__REQUIRED WORK__. Search the material for "match" and show all lines that contain it.

__TASK MATERIAL__.
------------
//! `DeferredVisitSet`: el orquestador del protocolo en dos fases.

use std::collections::HashSet;

use crate::errors::{QueueError, VisitError};
use crate::model::{ArtifactId, ResolvedArtifact};
use crate::queue::{ParallelExecutor, WorkQueue, WorkUnit};
use crate::source::{ArtifactSet, CompositeArtifactSet};
use crate::visitor::ArtifactVisitor;

use super::recording::RecordingVisitor;

/// Unidad de prepare: invoca el `prepare` real del consumer para un
/// artifact concreto. La queue no la conoce más allá del contrato
/// `WorkUnit`.
struct PrepareUnit<'a, V> {
    artifact: ResolvedArtifact,
    visitor: &'a V,
}

impl<V: ArtifactVisitor + Sync> WorkUnit for PrepareUnit<'_, V> {
    fn description(&self) -> String {
        format!("Prepare artifact: {}", self.artifact.id)
    }

    fn run(&self) -> Result<(), VisitError> {
        self.visitor.prepare(&self.artifact)
    }
}

/// Wrapper de visita diferida sobre un `ArtifactSet`.
///
/// Solo un `Composite` tiene fan-out real que justifique el overhead del
/// pool: `of` sobre una hoja devuelve un passthrough transparente que
/// delega cada visita tal cual, sin despacho paralelo.
pub enum DeferredVisitSet<'p> {
    Parallel {
        delegate: CompositeArtifactSet,
        executor: &'p ParallelExecutor,
    },
    Direct(ArtifactSet),
}

impl<'p> DeferredVisitSet<'p> {
    /// Envuelve `set` solo si es un composite.
    pub fn of(set: ArtifactSet, executor: &'p ParallelExecutor) -> Self {
        match set {
            ArtifactSet::Composite(delegate) => DeferredVisitSet::Parallel { delegate, executor },
            leaf => DeferredVisitSet::Direct(leaf),
        }
    }

    /// Protocolo completo: collect -> prepare paralelo -> replay ordenado.
    ///
    /// Garantías: cada artifact del prepared set se intenta preparar
    /// exactamente una vez; cada artifact de la secuencia de visitas que
    /// no falló se entrega exactamente una vez, en orden de
    /// descubrimiento, sea cual sea el orden en que terminen los
    /// prepares.
    ///
    /// Los fallos por artifact se recuperan siempre localmente (se
    /// enrutan vía `visit_failure` y el artifact se excluye del replay);
    /// un `Err` de esta función es un defecto de la queue.
    pub fn visit<V>(&self, visitor: &mut V) -> Result<(), QueueError>
        where V: ArtifactVisitor + Sync
    {
        match self {
            DeferredVisitSet::Direct(set) => {
                set.visit(visitor);
                Ok(())
            }
            DeferredVisitSet::Parallel { delegate, executor } => {
                deferred_visit(delegate, visitor, executor)
            }
        }
    }
}

/// La visitation record (prepared / failed / visit sequence) vive solo
/// dentro de esta llamada; nunca se comparte entre invocaciones.
fn deferred_visit<V>(delegate: &CompositeArtifactSet,
                     visitor: &mut V,
                     executor: &ParallelExecutor)
                     -> Result<(), QueueError>
    where V: ArtifactVisitor + Sync
{
    // Fase de collect: grabar cada prepare/visit sin side effects.
    let mut recorder = RecordingVisitor::new(visitor);
    delegate.visit(&mut recorder);
    let (prepared, visits) = recorder.into_record();
    log::debug!("collected {} artifacts to prepare, {} queued for visit",
                prepared.len(),
                visits.len());

    // Fase paralela: una unidad por artifact del prepared set, fallo
    // capturado en el límite de cada unidad.
    let failures: Vec<(ArtifactId, VisitError)> = {
        let shared: &V = visitor;
        let mut queue = WorkQueue::new();
        for (_, artifact) in prepared {
            queue.submit(PrepareUnit { artifact, visitor: shared });
        }
        executor.run(queue)?
                .into_iter()
                .filter_map(|done| match done.result {
                    Err(failure) => Some((done.unit.artifact.id, failure)),
                    Ok(()) => None,
                })
                .collect()
    };

    // Merge del failed set en el thread del caller; un visit_failure por
    // cada prepare fallido, aunque el artifact nunca llegue al replay.
    let mut failed: HashSet<ArtifactId> = HashSet::with_capacity(failures.len());
    for (id, failure) in failures {
        failed.insert(id);
        visitor.visit_failure(failure);
    }

    // Replay en orden de descubrimiento, saltando los fallidos.
    for (variant, artifact) in &visits {
        if !failed.contains(&artifact.id) {
            visitor.visit(variant, artifact);
        }
    }
    Ok(())
}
------------
__WRITTEN RESPONSE__.
        match set {
        match self {
                .filter_map(|done| match done.result {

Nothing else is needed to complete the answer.